The Brazilian municipality Comodoro takes the idea of life-long learning seriously. Its schools don't just impart knowledge; lesson plans are designed to integrate with students' lives in and among agriculture.
When they see the little thicket of trees, the garden with 300 types of medicinal herbs, and the big vegetable patch behind the schools, visitors to the Brazilian municipality of Comodoro will notice right away that the children in this thinly populated tropical region learn differently.
"The school no longer limits itself to what's within its four walls," said Maria Jose Fernandes, a teacher at a school in Bom Jardim. Instead learning math, biology, geography and physics from their chairs, the students learn from nature. They analyze soil conditions, plan the reforestation of fallow fields, and harvest fruits and vegetables.
The project known as Educacao do Campo (Education in the Field) intends to support the land-dwelling population in the region near Brazil's border with Bolivia in the state of Mato Grosso. Problems faced by the local agrarian families in Comodoro have been integrated into the educational concept. The pupils deal with interdisciplinary projects involving soil erosion, dried up springs and self-sufficiency. The days are not divided into strict hour-long class sessions. Instead, the teachers have flexible lesson plans.
School reflects life
Schools in the Comodoro municipality worked together with educational consultants beginning in mid-2009 to reform their pedagogical concept so that it reflects the life situations of the pupils and their families.

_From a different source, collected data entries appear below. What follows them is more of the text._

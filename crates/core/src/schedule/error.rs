//! Scheduled transfer registry errors.

use chrono::{DateTime, Utc};
use rust_decimal::Decimal;
use thiserror::Error;

use coffer_shared::AppError;
use coffer_shared::types::{AccountNumber, ScheduledTransferId};

use super::types::ScheduleStatus;
use crate::ledger::ErrorKind;
use crate::store::StoreError;

/// Errors that can occur during registry operations.
#[derive(Debug, Error)]
pub enum ScheduleError {
    /// Scheduled time lies outside `[now, now + window]`.
    #[error("Scheduled time {scheduled_at} must be between {earliest} and {latest}")]
    InvalidWindow {
        /// Requested time.
        scheduled_at: DateTime<Utc>,
        /// Earliest accepted time.
        earliest: DateTime<Utc>,
        /// Latest accepted time.
        latest: DateTime<Utc>,
    },

    /// Amount is not positive, has more than two decimal places, or is too
    /// large to store.
    #[error("Amount must be positive with at most two decimal places, got {0}")]
    InvalidAmount(Decimal),

    /// Amount is above the transfer limit the executor will apply.
    #[error("Amount {amount} exceeds the transfer limit of {limit}")]
    LimitExceeded {
        /// Requested amount.
        amount: Decimal,
        /// Configured ceiling.
        limit: Decimal,
    },

    /// Source and destination are the same account.
    #[error("Cannot schedule a transfer to the same account")]
    SameAccount,

    /// Account does not exist.
    #[error("Account {0} not found")]
    AccountNotFound(AccountNumber),

    /// Scheduled transfer does not exist.
    #[error("Scheduled transfer {0} not found")]
    NotFound(ScheduledTransferId),

    /// Entry already left Pending.
    #[error("Scheduled transfer {id} is already {status}")]
    AlreadyProcessed {
        /// The entry.
        id: ScheduledTransferId,
        /// Its terminal status.
        status: ScheduleStatus,
    },

    /// The entry's scheduled time has been reached.
    #[error("Scheduled transfer {0} can no longer be cancelled")]
    WindowPassed(ScheduledTransferId),

    /// Transaction password did not verify.
    #[error("Transaction password verification failed for account {0}")]
    Unauthorized(AccountNumber),

    /// Storage failure; nothing changed.
    #[error("Persistence error: {0}")]
    Persistence(#[from] StoreError),
}

impl ScheduleError {
    /// Returns the failure class.
    #[must_use]
    pub const fn kind(&self) -> ErrorKind {
        match self {
            Self::InvalidWindow { .. }
            | Self::InvalidAmount(_)
            | Self::LimitExceeded { .. }
            | Self::SameAccount
            | Self::AccountNotFound(_)
            | Self::NotFound(_) => ErrorKind::Validation,
            Self::AlreadyProcessed { .. } | Self::WindowPassed(_) => ErrorKind::State,
            Self::Unauthorized(_) => ErrorKind::Authorization,
            Self::Persistence(_) => ErrorKind::Persistence,
        }
    }

    /// Returns the error code for API responses.
    #[must_use]
    pub const fn error_code(&self) -> &'static str {
        match self {
            Self::InvalidWindow { .. } => "INVALID_WINDOW",
            Self::InvalidAmount(_) => "INVALID_AMOUNT",
            Self::LimitExceeded { .. } => "LIMIT_EXCEEDED",
            Self::SameAccount => "SAME_ACCOUNT",
            Self::AccountNotFound(_) => "ACCOUNT_NOT_FOUND",
            Self::NotFound(_) => "SCHEDULED_TRANSFER_NOT_FOUND",
            Self::AlreadyProcessed { .. } => "ALREADY_PROCESSED",
            Self::WindowPassed(_) => "WINDOW_PASSED",
            Self::Unauthorized(_) => "UNAUTHORIZED",
            Self::Persistence(_) => "PERSISTENCE_ERROR",
        }
    }

    /// Returns true if retrying the same request may succeed.
    #[must_use]
    pub const fn is_retryable(&self) -> bool {
        matches!(self, Self::Persistence(_))
    }
}

impl From<ScheduleError> for AppError {
    fn from(err: ScheduleError) -> Self {
        let msg = err.to_string();
        match err {
            ScheduleError::NotFound(_) | ScheduleError::AccountNotFound(_) => Self::NotFound(msg),
            ScheduleError::InvalidWindow { .. }
            | ScheduleError::InvalidAmount(_)
            | ScheduleError::LimitExceeded { .. }
            | ScheduleError::SameAccount => Self::Validation(msg),
            ScheduleError::AlreadyProcessed { .. } | ScheduleError::WindowPassed(_) => {
                Self::State(msg)
            }
            ScheduleError::Unauthorized(_) => Self::Unauthorized(msg),
            ScheduleError::Persistence(_) => Self::Persistence(msg),
        }
    }
}

#[cfg(test)]
mod tests {
    use super::*;

    #[test]
    fn test_codes_and_kinds() {
        let err = ScheduleError::AlreadyProcessed {
            id: ScheduledTransferId(4),
            status: ScheduleStatus::Cancelled,
        };
        assert_eq!(err.to_string(), "Scheduled transfer 4 is already cancelled");
        assert_eq!(err.kind(), ErrorKind::State);
        assert_eq!(err.error_code(), "ALREADY_PROCESSED");
        assert!(!err.is_retryable());
    }

    #[test]
    fn test_into_app_error() {
        let app: AppError = ScheduleError::NotFound(ScheduledTransferId(1)).into();
        assert_eq!(app.status_code(), 404);

        let app: AppError = ScheduleError::WindowPassed(ScheduledTransferId(1)).into();
        assert_eq!(app.error_code(), "STATE_ERROR");

        let app: AppError = ScheduleError::Unauthorized(AccountNumber(1)).into();
        assert_eq!(app.status_code(), 401);
    }
}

"The kids now have fun again when they come to school, and that motivates the parents to get engaged with education," said Geraldo Magela de Paula, who teaches at a local school.
The experience of parents is used, and they are asked to help in schools. What the students learn in the projects that result from such collaboration helps them out later - as well as the community as a whole and the environment.
In this region, located far from Brazil's urban centers, there are large estate owners with cattle or soy farms that can be as massive as 40,000 hectares (ca. 100,000 acres). Alongside these huge properties, small-scale farmers and those formerly without land also have their own fields, thanks in part to a real estate reform in which they were promised 10-20 hectares each.
In order to survive, they have formed themselves into small collectives of farmers, called "glebas," and are trying to make the land arable.
Identifying with farm life
Ground erosion and dried-up water sources are the visible consequences of decades of monoculture practices that have made it difficult to cultivate crops in many places. Preserving natural resources like good soil, water and biodiversity preoccupies the small-scale farmers.
Beginning in the 1960s, citizen initiatives stemming chiefly from those without land, farmers, unions, left-leaning parties and followers of liberation theology have criticized developments in rural areas. They continue to demand wide-scale reforms that would help ease the social and ecological problems faced by rural residents.
Their movement inspired the Education in the Field concept, which draws on the work of Brazilian educator and theorist Paulo Freire and has gained the support of the country's ministry of educational.
"We have seen that the students are more anchored in their reality by way of this project. They start to identify with their lives in the country, and their educational achievement is much better than before," said Joaquim Manoel da Silva, head of the Darcy Ribeiro public school.
Praise for a sustainable education model
Teacher Geraldo Magerio de Paula agrees. He radiates pride when he tells people that his school now belongs to the best in the district, which he attributes to the project. All of his pupils have passed their exams for continuing training programs.
"We don't have to be afraid of being compared with other schools in the country," he added.
Judite Goncalves de Albuquerque has worked with Education in the Field as a pedagogical consultant since the 1970s, and she would like to see the concept exported around the country.
"The staff trained in these techniques has a much deeper understanding of the problems in rural communities and can come up with better solutions for them," she said.
One former educational administrator in the district, Edilucia de Freitas, is convinced that the educational concept is the best alternative in order "to secure the survival of schools in rural areas," and that it leads to a long-term improvement in the quality of life of its residents.
And teacher Maria Jose Fernandes agrees, saying "there is no going back to the old school concept."
"That would be stagnation," she said, adding, "The new model is inspiring positive agitation in us and the desire to constantly keep learning, expanding our horizons, and giving our best."